The Spark

“The emancipation of the working class will only be achieved by the working class itself.” — Karl Marx

Riots in Britain:
Poverty Sows Anger

Aug 22, 2011

The following article is a report printed in the August 12th issue of Lutte Ouvrière (Workers Struggle), the paper of the revolutionary workers group of that name active in France.

The riots in Great Britain began in Tottenham, north London, on August 6th. In three days, the riots spread to a dozen areas in London and other cities in the country, including three big metro areas: Birmingham, Manchester and Liverpool.

The current explosion was set off by the murder of a young African-Caribbean man, Mark Duggan, shot while he was pinned to the ground by a Special Forces commando. The rioters came from the same poor neighborhoods where the rate of unemployment is among the highest in the country.

Social inequality blossomed in the pretended “boom,” housing prices shot up with real estate speculation and the poorest neighborhoods were more and more ghettoes, while well-off neighborhoods flaunted the wealth of their commerce and restaurants.

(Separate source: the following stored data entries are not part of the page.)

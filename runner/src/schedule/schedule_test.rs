use super::{owner, run_jobs, Job, JobResult, Payload, ProtocolViolation, SchedulerError};
use crate::{
    comm::{Packet, Universe},
    config::{ConcurrencyHints, SchedulingOverride},
    executors::{ExecutorError, FnExecutor},
    partition::{resolve_and_build, ParallelLevel, ProcessGroup},
};
use itertools::Itertools;
use std::{thread, time::Duration};

/// Results at the scheduler (if this rank is one) and the jobs this rank executed
type Outcome = (Option<Vec<JobResult>>, Vec<usize>);

fn square(job: &Job) -> Result<Payload, ExecutorError> {
    let value: u64 = job.params.unpack().unwrap();
    Ok(Payload::pack(&(value * value)).unwrap())
}

fn numbers(count: u64) -> Vec<Job> {
    Job::set((0..count).map(|value| Payload::pack(&value).unwrap()))
}

fn run(size: usize, hints: ConcurrencyHints, jobs: Vec<Job>, delay: fn(&Job) -> u64) -> Vec<Outcome> {
    Universe::launch(size, |world| {
        let world = ParallelLevel::world(ProcessGroup::new(world));
        let level = resolve_and_build(&world, &hints).unwrap();

        let mut executed = Vec::new();
        let mut executor = FnExecutor(|_group: &ProcessGroup, job: &Job| {
            thread::sleep(Duration::from_millis(delay(job)));
            executed.push(job.index);
            square(job)
        });

        let results = run_jobs(&level, &jobs, &mut executor).unwrap();
        drop(executor);

        (results, executed)
    })
    .unwrap()
}

fn uniform(_job: &Job) -> u64 {
    0
}

fn assert_squares(results: &[JobResult], count: usize) {
    assert_eq!(results.len(), count);

    for (index, result) in results.iter().enumerate() {
        assert_eq!(result.index, index);
        let value: u64 = result.payload.unpack().unwrap();
        assert_eq!(value, (index * index) as u64);
    }
}

#[test]
fn owner_is_strided() {
    assert_eq!((0..6).map(|index| owner(index, 3)).collect_vec(), vec![1, 2, 3, 1, 2, 3]);
    assert_eq!(owner(5, 1), 1);
}

#[test]
fn self_scheduling_dispatches_every_job_once() {
    let hints = ConcurrencyHints::default().servers(3).procs_per_server(1);
    let outcomes = run(4, hints, numbers(10), uniform);

    let (results, executed) = &outcomes[0];
    assert!(executed.is_empty());
    let results = results.as_ref().unwrap();
    assert_squares(results, 10);

    // the first batch goes out in index order, one job per server
    for server in 1..=3 {
        assert_eq!(outcomes[server].1.first(), Some(&(server - 1)));
        assert!(outcomes[server].0.is_none());
    }

    let all = outcomes[1..]
        .iter()
        .flat_map(|(_, executed)| executed.iter().copied())
        .sorted()
        .collect_vec();
    assert_eq!(all, (0..10).collect_vec());

    for result in results {
        assert!(outcomes[result.server].1.contains(&result.index));
    }
}

#[test]
fn self_scheduling_balances_slow_jobs() {
    fn slow_first(job: &Job) -> u64 {
        if job.index == 0 {
            500
        } else {
            0
        }
    }

    let hints = ConcurrencyHints::default().servers(3).procs_per_server(1);
    let outcomes = run(4, hints, numbers(10), slow_first);

    assert_squares(outcomes[0].0.as_ref().unwrap(), 10);
    assert_eq!(outcomes[1].1, vec![0]);
    assert_eq!(outcomes[2].1.len() + outcomes[3].1.len(), 9);
}

#[test]
fn self_scheduling_with_fewer_jobs_than_servers() {
    let hints = ConcurrencyHints::default().servers(3).procs_per_server(1);
    let outcomes = run(4, hints.clone(), numbers(2), uniform);

    assert_squares(outcomes[0].0.as_ref().unwrap(), 2);
    assert_eq!(outcomes[1].1, vec![0]);
    assert_eq!(outcomes[2].1, vec![1]);
    assert!(outcomes[3].1.is_empty());

    let outcomes = run(4, hints, Vec::new(), uniform);
    assert_eq!(outcomes[0].0, Some(Vec::new()));
}

#[test]
fn self_scheduling_runs_jobs_on_every_member() {
    // master, two servers of two and one idle process
    let hints = ConcurrencyHints::default().servers(2).procs_per_server(2);
    let outcomes = run(6, hints, numbers(7), uniform);

    assert_squares(outcomes[0].0.as_ref().unwrap(), 7);
    assert_eq!(outcomes[1].1, outcomes[2].1);
    assert_eq!(outcomes[3].1, outcomes[4].1);
    assert_eq!(outcomes[1].1.len() + outcomes[3].1.len(), 7);
    assert_eq!(outcomes[5], (None, Vec::new()));
}

#[test]
fn static_scheduling_follows_the_stride() {
    let outcomes = run(3, ConcurrencyHints::default().servers(3), numbers(9), uniform);

    assert_squares(outcomes[0].0.as_ref().unwrap(), 9);
    assert_eq!(outcomes[0].1, vec![0, 3, 6]);
    assert_eq!(outcomes[1], (None, vec![1, 4, 7]));
    assert_eq!(outcomes[2], (None, vec![2, 5, 8]));

    let servers = outcomes[0].0.as_ref().unwrap().iter().map(|r| r.server).collect_vec();
    assert_eq!(servers, vec![1, 2, 3, 1, 2, 3, 1, 2, 3]);
}

#[test]
fn static_scheduling_over_larger_servers() {
    let outcomes = run(7, ConcurrencyHints::default().servers(3), numbers(9), uniform);

    assert_squares(outcomes[0].0.as_ref().unwrap(), 9);
    // servers of 3, 2 and 2 processes
    for rank in 0..3 {
        assert_eq!(outcomes[rank].1, vec![0, 3, 6]);
    }
    for rank in 3..5 {
        assert_eq!(outcomes[rank].1, vec![1, 4, 7]);
    }
    for rank in 5..7 {
        assert_eq!(outcomes[rank].1, vec![2, 5, 8]);
    }
    assert!(outcomes[1..].iter().all(|(results, _)| results.is_none()));
}

#[test]
fn single_server_runs_everything() {
    let outcomes = run(2, ConcurrencyHints::default(), numbers(4), uniform);

    assert_squares(outcomes[0].0.as_ref().unwrap(), 4);
    assert_eq!(outcomes[1], (None, vec![0, 1, 2, 3]));
}

#[test]
fn servers_reject_jobs_outside_the_set() {
    let hints = ConcurrencyHints::default()
        .servers(1)
        .scheduling(SchedulingOverride::Master);

    let outcomes = Universe::launch(2, |world| {
        let world = ParallelLevel::world(ProcessGroup::new(world));
        let level = resolve_and_build(&world, &hints).unwrap();

        if level.is_master() {
            let link = level.server_link(1).unwrap();
            link.send(Packet::new(100, Vec::new())).unwrap();
            return None;
        }

        let mut executed = Vec::new();
        let mut executor = FnExecutor(|_: &ProcessGroup, job: &Job| {
            executed.push(job.index);
            Ok::<_, ExecutorError>(job.params.clone())
        });
        let outcome = run_jobs(&level, &Job::set(["a", "b"]), &mut executor);
        drop(executor);

        Some((outcome.map(|_| ()), executed))
    })
    .unwrap();

    let (outcome, executed) = outcomes[1].as_ref().unwrap();
    assert!(matches!(
        outcome,
        Err(SchedulerError::TerminationProtocol(ProtocolViolation::JobOutOfRange {
            index: 99,
            count: 2
        }))
    ));
    assert!(executed.is_empty());
}

#[test]
fn job_sets_must_be_indexed_in_order() {
    let level = ParallelLevel::world(ProcessGroup::solo());
    let jobs = vec![Job::new(0, "a"), Job::new(2, "b")];
    let mut executor =
        FnExecutor(|_: &ProcessGroup, job: &Job| Ok::<_, ExecutorError>(job.params.clone()));

    assert!(matches!(
        run_jobs(&level, &jobs, &mut executor),
        Err(SchedulerError::InvalidJobSet {
            position: 1,
            index: 2
        })
    ));
}

#[test]
fn executor_failures_surface() {
    let level = ParallelLevel::world(ProcessGroup::solo());
    let mut executor = FnExecutor(|_: &ProcessGroup, job: &Job| {
        Err::<Payload, _>(ExecutorError::Failed {
            index: job.index,
            reason: "diverged".into(),
        })
    });

    assert!(matches!(
        run_jobs(&level, &Job::set(["x"]), &mut executor),
        Err(SchedulerError::Executor(ExecutorError::Failed { index: 0, .. }))
    ));
}

#[test]
fn payloads_pack_structured_values() {
    let payload = Payload::pack(&("x", vec![1.5, 2.0])).unwrap();
    let (name, values): (String, Vec<f64>) = payload.unpack().unwrap();

    assert_eq!(name, "x");
    assert_eq!(values, vec![1.5, 2.0]);
}
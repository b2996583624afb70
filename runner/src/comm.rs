//! In-process message passing substrate.
//!
//! Every rank holds its end of two per-pair channel meshes, one for point-to-point
//! traffic and one for collectives. A collective therefore never consumes a packet
//! that belongs to a scheduling exchange, and per-pair ordering is FIFO in both.

mod collective;
mod universe;

pub use universe::Universe;

use crossbeam::channel::{unbounded, Receiver, Select, Sender};
use std::sync::atomic::{AtomicU64, Ordering};
use thiserror::Error;
use tracing::trace;

/// Message tag, matched against posted receives
pub type Tag = u64;

static NEXT_CONTEXT: AtomicU64 = AtomicU64::new(0);

#[derive(Debug, Clone, Default, PartialEq, Eq)]
pub struct Packet {
    pub tag: Tag,
    pub body: Vec<u8>,
}

impl Packet {
    pub fn new(tag: Tag, body: Vec<u8>) -> Self {
        Self { tag, body }
    }

    pub fn empty(tag: Tag) -> Self {
        Self {
            tag,
            body: Vec::new(),
        }
    }
}

/// A posted receive, completed by `Communicator::wait_any` once `source` delivers a
/// packet. The delivered packet must carry `tag`.
#[derive(Debug, Clone, Copy, PartialEq, Eq)]
pub struct Request {
    pub source: usize,
    pub tag: Tag,
}

#[derive(Error, Debug)]
pub enum CommError {
    #[error("Rank {rank} is outside of a communicator of size {size}")]
    InvalidRank { rank: usize, size: usize },
    #[error("Rank {peer} disconnected")]
    Disconnected { peer: usize },
    #[error("Expected tag {expected} from rank {peer}, received {found}")]
    TagMismatch { peer: usize, expected: Tag, found: Tag },
    #[error("Unexpected message from rank {peer} during {operation}")]
    Collective { peer: usize, operation: &'static str },
    #[error("The root of a broadcast has to provide a packet")]
    MissingRootPacket,
    #[error("Nothing to wait for")]
    NoRequests,
    #[error("A universe needs at least one rank")]
    EmptyUniverse,
    #[error("Failed to build the rank thread pool")]
    ThreadPool(#[from] rayon::ThreadPoolBuildError),
}

/// Traffic on the collective mesh
#[derive(Debug)]
enum Control {
    Split { color: Option<usize>, key: usize },
    Assigned(Option<Communicator>),
    Data(Packet),
    Arrived,
    Release,
}

/// One rank's handle on a group of ranks.
///
/// Clones share the underlying channels and may only be used from the thread owning
/// the rank.
#[derive(Debug, Clone)]
pub struct Communicator {
    context: u64,
    rank: usize,
    outbox: Vec<Sender<Packet>>,
    inbox: Vec<Receiver<Packet>>,
    control_out: Vec<Sender<Control>>,
    control_in: Vec<Receiver<Control>>,
}

/// create fully connected handles for `size` ranks, index i belongs to rank i
fn mesh(size: usize) -> Vec<Communicator> {
    let context = NEXT_CONTEXT.fetch_add(1, Ordering::Relaxed);
    let mut handles = (0..size)
        .map(|rank| Communicator {
            context,
            rank,
            outbox: Vec::with_capacity(size),
            inbox: Vec::with_capacity(size),
            control_out: Vec::with_capacity(size),
            control_in: Vec::with_capacity(size),
        })
        .collect::<Vec<_>>();

    // outer loop over senders keeps inbox[i] == channel from rank i
    for from in 0..size {
        for to in 0..size {
            let (sender, receiver) = unbounded();
            handles[from].outbox.push(sender);
            handles[to].inbox.push(receiver);

            let (sender, receiver) = unbounded();
            handles[from].control_out.push(sender);
            handles[to].control_in.push(receiver);
        }
    }

    handles
}

impl Communicator {
    /// A communicator containing only the calling rank. Needs no collective.
    pub fn solo() -> Self {
        mesh(1).remove(0)
    }

    pub fn rank(&self) -> usize {
        self.rank
    }

    pub fn size(&self) -> usize {
        self.outbox.len()
    }

    /// Identifier shared by all handles created by the same mesh, used in logs
    pub fn context(&self) -> u64 {
        self.context
    }

    fn check(&self, rank: usize) -> Result<(), CommError> {
        if rank < self.size() {
            Ok(())
        } else {
            Err(CommError::InvalidRank {
                rank,
                size: self.size(),
            })
        }
    }

    pub fn send(&self, dest: usize, packet: Packet) -> Result<(), CommError> {
        self.check(dest)?;
        trace!(
            context = self.context,
            from = self.rank,
            to = dest,
            tag = packet.tag,
            "send"
        );

        self.outbox[dest]
            .send(packet)
            .map_err(|_| CommError::Disconnected { peer: dest })
    }

    /// blocking receive of the next packet from `source`
    pub fn recv(&self, source: usize) -> Result<Packet, CommError> {
        self.check(source)?;

        self.inbox[source]
            .recv()
            .map_err(|_| CommError::Disconnected { peer: source })
    }

    /// blocking receive that requires the next packet from `source` to carry `tag`
    pub fn recv_tagged(&self, source: usize, tag: Tag) -> Result<Packet, CommError> {
        let packet = self.recv(source)?;

        if packet.tag == tag {
            Ok(packet)
        } else {
            Err(CommError::TagMismatch {
                peer: source,
                expected: tag,
                found: packet.tag,
            })
        }
    }

    /// Block until any of the posted receives completes.
    ///
    /// Returns the position of the completed request within `requests` and its packet.
    pub fn wait_any(&self, requests: &[Request]) -> Result<(usize, Packet), CommError> {
        if requests.is_empty() {
            return Err(CommError::NoRequests);
        }

        let inboxes = requests
            .iter()
            .map(|request| {
                self.check(request.source)
                    .map(|_| &self.inbox[request.source])
            })
            .collect::<Result<Vec<_>, _>>()?;

        let mut select = Select::new();
        for inbox in inboxes.iter() {
            select.recv(inbox);
        }

        let operation = select.select();
        let position = operation.index();
        let request = requests[position];
        let packet = operation
            .recv(inboxes[position])
            .map_err(|_| CommError::Disconnected {
                peer: request.source,
            })?;

        if packet.tag != request.tag {
            return Err(CommError::TagMismatch {
                peer: request.source,
                expected: request.tag,
                found: packet.tag,
            });
        }

        Ok((position, packet))
    }

    fn control_send(&self, dest: usize, control: Control) -> Result<(), CommError> {
        self.control_out[dest]
            .send(control)
            .map_err(|_| CommError::Disconnected { peer: dest })
    }

    fn control_recv(&self, source: usize) -> Result<Control, CommError> {
        self.control_in[source]
            .recv()
            .map_err(|_| CommError::Disconnected { peer: source })
    }
}
use clap::Parser;
use parsched_runner::{
    comm::{Communicator, Universe},
    config::{ConfigErrors, RunConfig, ScopeConfig},
    executors::Executors,
    partition::PartitionError,
    schedule::SchedulerError,
    tagging::{OutputTagger, OutputTags, ServerTagger},
    Job, JobResult, SchedulingContext,
};
use std::{fs::File, io::BufWriter, path::PathBuf, process::ExitCode};
use thiserror::Error;
use tracing::{debug, error, info};
use tracing_unwrap::ResultExt;

/// Partition a pool of ranks along nested concurrency scopes and run jobs on the
/// innermost one.
#[derive(Parser, Debug)]
#[command(name = "parsched", version, about)]
struct Cli {
    /// Path to the YAML run file
    run_file: PathBuf,

    /// Number of ranks, overrides world_size of the run file
    #[arg(long)]
    world_size: Option<usize>,

    /// Jobs per round, overrides jobs of the run file
    #[arg(long)]
    jobs: Option<usize>,
}

#[derive(Error, Debug)]
enum RunError {
    #[error("Failed to partition")]
    Partition(#[from] PartitionError),
    #[error("Failed to schedule jobs")]
    Scheduler(#[from] SchedulerError),
    #[error("Failed to tag output")]
    Tagging(#[from] ConfigErrors),
    #[error("Failed to write results")]
    Output(#[from] std::io::Error),
    #[error("Failed to encode results")]
    Encode(#[from] serde_json::Error),
}

/// results collected by one scheduler of the innermost level
struct Round {
    tags: Option<OutputTags>,
    results: Vec<JobResult>,
}

fn run_scopes(
    context: &mut SchedulingContext,
    scopes: &[ScopeConfig],
    jobs: &[Job],
    executor: &mut Executors,
    tagger: &ServerTagger,
    tags: Option<OutputTags>,
) -> Result<Option<Round>, RunError> {
    let Some((scope, inner)) = scopes.split_first() else {
        context.log_configuration();

        return Ok(context
            .run_jobs(jobs, executor)?
            .map(|results| Round { tags, results }));
    };

    let mut level = context.enter(&scope.hints)?;
    debug!(
        scope = %scope.name,
        server = level.level().server_id(),
        idle = level.is_idle(),
        "Entered scope"
    );

    let tags = match tags {
        Some(base) => tagger.tag(level.level(), &base)?,
        None => None,
    };

    run_scopes(&mut level, inner, jobs, executor, tagger, tags)
}

fn run_rank(
    world: Communicator,
    config: &RunConfig,
    mut executor: Executors,
) -> Result<Option<Round>, RunError> {
    let mut context = SchedulingContext::new(world);
    let jobs = Job::set((0..config.jobs).map(|index| index.to_string()));
    let tagger = ServerTagger {
        node_local: config
            .output
            .as_ref()
            .map(|output| output.node_local)
            .unwrap_or(false),
    };
    let tags = config
        .output
        .as_ref()
        .map(|output| OutputTags::new(&output.output, &output.restart));

    run_scopes(
        &mut context,
        &config.scopes,
        &jobs,
        &mut executor,
        &tagger,
        tags,
    )
}

fn report(round: &Round) -> Result<(), RunError> {
    match round.tags.as_ref() {
        Some(tags) => {
            let file = BufWriter::new(File::create(&tags.output)?);
            serde_json::to_writer_pretty(file, &round.results)?;

            info!(
                output = ?tags.output,
                restart = ?tags.restart,
                "Wrote {} results",
                round.results.len()
            );
        }
        None => {
            for result in round.results.iter() {
                println!(
                    "job {} (server {}): {}",
                    result.index,
                    result.server,
                    String::from_utf8_lossy(result.payload.as_bytes()).trim_end()
                );
            }
        }
    }

    Ok(())
}

fn main() -> ExitCode {
    tracing_subscriber::fmt()
        .with_env_filter(
            tracing_subscriber::EnvFilter::try_from_default_env()
                .unwrap_or_else(|_| tracing_subscriber::EnvFilter::new("info")),
        )
        .init();

    let cli = Cli::parse();
    let mut config = RunConfig::load(&cli.run_file).unwrap_or_log();

    if let Some(world_size) = cli.world_size {
        config.world_size = world_size;
    }
    if let Some(jobs) = cli.jobs {
        config.jobs = jobs;
    }

    if config.preflight_checks() {
        error!("Run file contains errors, please fix them before starting a run");
        return ExitCode::FAILURE;
    }

    let executor = Executors::load(&config.executor).unwrap_or_log();

    info!(
        world_size = config.world_size,
        scopes = config.scopes.len(),
        jobs = config.jobs,
        "Starting run"
    );

    let outcomes = Universe::launch(config.world_size, |world| {
        run_rank(world, &config, executor.clone())
    })
    .unwrap_or_log();

    let mut failed = false;
    for (rank, outcome) in outcomes.into_iter().enumerate() {
        match outcome.and_then(|round| round.as_ref().map(report).transpose()) {
            Ok(_) => {}
            Err(e) => {
                error!(rank, "Rank failed: {e:?}");
                failed = true;
            }
        }
    }

    if failed {
        ExitCode::FAILURE
    } else {
        ExitCode::SUCCESS
    }
}
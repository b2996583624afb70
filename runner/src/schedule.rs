//! Distributing one round of jobs over a partition.
//!
//! Levels with a dedicated master are self-scheduled: the master hands a job to
//! whichever server finished first. Peer levels are statically scheduled, every server
//! runs a fixed stride of the jobs and server 1 gathers the results.

mod master;
mod peer;
mod serve;

#[cfg(test)]
mod schedule_test;

pub use peer::owner;

use crate::{
    comm::{CommError, Packet, Tag},
    executors::{ExecutorError, JobExecutor},
    partition::{ParallelLevel, Role},
};
use serde::{de::DeserializeOwned, Deserialize, Serialize};
use thiserror::Error;
use tracing::{info, instrument};

/// Job id telling a server to leave its serve loop
pub const TERMINATE: Tag = 0;

/// Opaque bytes carried by jobs and results, never interpreted by the scheduler
#[derive(Debug, Clone, Default, PartialEq, Eq, Serialize, Deserialize)]
pub struct Payload(Vec<u8>);

impl Payload {
    pub fn new(bytes: Vec<u8>) -> Self {
        Self(bytes)
    }

    /// serialize `value` into a payload
    pub fn pack<T: Serialize>(value: &T) -> Result<Self, serde_json::Error> {
        serde_json::to_vec(value).map(Self)
    }

    pub fn unpack<T: DeserializeOwned>(&self) -> Result<T, serde_json::Error> {
        serde_json::from_slice(&self.0)
    }

    pub fn as_bytes(&self) -> &[u8] {
        &self.0
    }

    pub fn into_bytes(self) -> Vec<u8> {
        self.0
    }

    pub fn is_empty(&self) -> bool {
        self.0.is_empty()
    }
}

impl From<Vec<u8>> for Payload {
    fn from(bytes: Vec<u8>) -> Self {
        Self(bytes)
    }
}

impl From<String> for Payload {
    fn from(text: String) -> Self {
        Self(text.into_bytes())
    }
}

impl From<&str> for Payload {
    fn from(text: &str) -> Self {
        Self(text.as_bytes().to_vec())
    }
}

/// Unit of schedulable work, `index` is its position in the round's job set
#[derive(Debug, Clone, PartialEq, Eq, Serialize, Deserialize)]
pub struct Job {
    pub index: usize,
    pub params: Payload,
}

impl Job {
    pub fn new(index: usize, params: impl Into<Payload>) -> Self {
        Self {
            index,
            params: params.into(),
        }
    }

    /// Build a job set from parameters in index order
    pub fn set<P: Into<Payload>>(params: impl IntoIterator<Item = P>) -> Vec<Job> {
        params
            .into_iter()
            .enumerate()
            .map(|(index, params)| Job::new(index, params))
            .collect()
    }

    /// wire tag of the job, 0 is reserved for `TERMINATE`
    pub fn tag(&self) -> Tag {
        self.index as Tag + 1
    }

    /// Job carried by `packet` out of a set of `count`, any tag but `TERMINATE`
    fn from_packet(packet: Packet, count: usize) -> Result<Self, ProtocolViolation> {
        let index = usize::try_from(packet.tag.saturating_sub(1)).unwrap_or(usize::MAX);
        if packet.tag == TERMINATE || index >= count {
            return Err(ProtocolViolation::JobOutOfRange { index, count });
        }

        Ok(Self::new(index, packet.body))
    }

    fn to_packet(&self) -> Packet {
        Packet::new(self.tag(), self.params.as_bytes().to_vec())
    }
}

/// Result of one job as collected by the scheduler
#[derive(Debug, Clone, PartialEq, Eq, Serialize, Deserialize)]
pub struct JobResult {
    pub index: usize,
    // server that executed the job
    pub server: usize,
    pub payload: Payload,
}

/// The scheduling exchange went wrong in a way no operator input can cause
#[derive(Error, Debug, Clone, PartialEq, Eq)]
pub enum ProtocolViolation {
    #[error("Job {index} is outside of a job set of {count}")]
    JobOutOfRange { index: usize, count: usize },
    #[error("Result for job {index} arrived twice")]
    DuplicateResult { index: usize },
    #[error("No result for job {index}")]
    MissingResult { index: usize },
    #[error("Job {index} was reported by server {server}, which doesn't own it")]
    UnexpectedOwner { index: usize, server: usize },
    #[error("The scheduler has no links to its servers")]
    NotLinked,
    #[error("Leader of server {server} has no link to the scheduler")]
    MissingLink { server: usize },
}

#[derive(Error, Debug)]
pub enum SchedulerError {
    #[error("Termination protocol violated")]
    TerminationProtocol(#[from] ProtocolViolation),
    #[error("Failed to exchange jobs")]
    Comm(#[from] CommError),
    #[error("Job execution failed")]
    Executor(#[from] ExecutorError),
    #[error("Failed to encode partial results")]
    Codec(#[from] serde_json::Error),
    #[error("Job at position {position} has index {index}")]
    InvalidJobSet { position: usize, index: usize },
}

/// Results of one round keyed by job index, filled in any order
struct ResultSet {
    slots: Vec<Option<JobResult>>,
}

impl ResultSet {
    fn new(count: usize) -> Self {
        Self {
            slots: (0..count).map(|_| None).collect(),
        }
    }

    fn insert(&mut self, result: JobResult) -> Result<(), ProtocolViolation> {
        let count = self.slots.len();
        let index = result.index;
        let slot = self
            .slots
            .get_mut(index)
            .ok_or(ProtocolViolation::JobOutOfRange { index, count })?;

        if slot.is_some() {
            return Err(ProtocolViolation::DuplicateResult { index });
        }

        *slot = Some(result);
        Ok(())
    }

    fn complete(self) -> Result<Vec<JobResult>, ProtocolViolation> {
        self.slots
            .into_iter()
            .enumerate()
            .map(|(index, slot)| slot.ok_or(ProtocolViolation::MissingResult { index }))
            .collect()
    }
}

/// Run one scheduling round over `level` and block until every job has a result.
///
/// Every process of the level calls this with the same job set. The protocol follows
/// from the level: self-scheduling with a dedicated master, static scheduling
/// otherwise. The complete result set, ordered by job index, is returned on the
/// scheduler only, every other process gets `None`.
#[instrument(skip_all, level = "debug", fields(server = level.server_id(), jobs = jobs.len()))]
pub fn run_jobs<E>(
    level: &ParallelLevel,
    jobs: &[Job],
    executor: &mut E,
) -> Result<Option<Vec<JobResult>>, SchedulerError>
where
    E: JobExecutor + ?Sized,
{
    if let Some((position, job)) = jobs
        .iter()
        .enumerate()
        .find(|(position, job)| job.index != *position)
    {
        return Err(SchedulerError::InvalidJobSet {
            position,
            index: job.index,
        });
    }

    let results = match level.role() {
        Role::Idle => None,
        Role::Master => Some(master::self_schedule(level, jobs)?),
        Role::Server { .. } if level.dedicated_master() => {
            serve::serve(level, jobs.len(), executor)?;
            None
        }
        Role::Server { .. } => peer::static_schedule(level, jobs, executor)?,
    };

    if let Some(results) = results.as_ref() {
        info!(
            servers = level.num_servers(),
            master = level.dedicated_master(),
            "Completed {} jobs",
            results.len()
        );
    }

    Ok(results)
}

In most cases, rioters took on the most ostentatious symbols of wealth in the well-off neighborhoods, breaking windows, particularly bank windows, and burning commercial buildings. In Manchester and Birmingham, they even went so far as to attack the rich commercial centers of the central cities.

Once windows were broken, looting followed, coming from a portion of the rioters, most of whom were very young. In a totally predictable fashion, behind the rioters came gangs who were more interested in the available opportunities than in symbols.

A massive police deployment on August 9th, including dogs and horses, didn’t have any effect in London. But by mid-afternoon, shops in most neighborhoods at the edge of the city were closed, which basically put an end to rioting in the capital. But the movement grew for a few more days in cities outside London.

David Cameron, the Prime Minister, hurriedly returned from his vacation. He promised that the “criminals” would get the punishment they deserved. Using the pretext of this promise, extreme right wingers and religious fundamentalists set up vigilante groups to protect stores.

The young rioters, who thought they could express their rejection of their social conditions by attacking only symbols, may have deceived themselves. But the fact that these riots occurred is nonetheless a symptom of the sickness of a system, which, sowing poverty, reaps resentment and anger.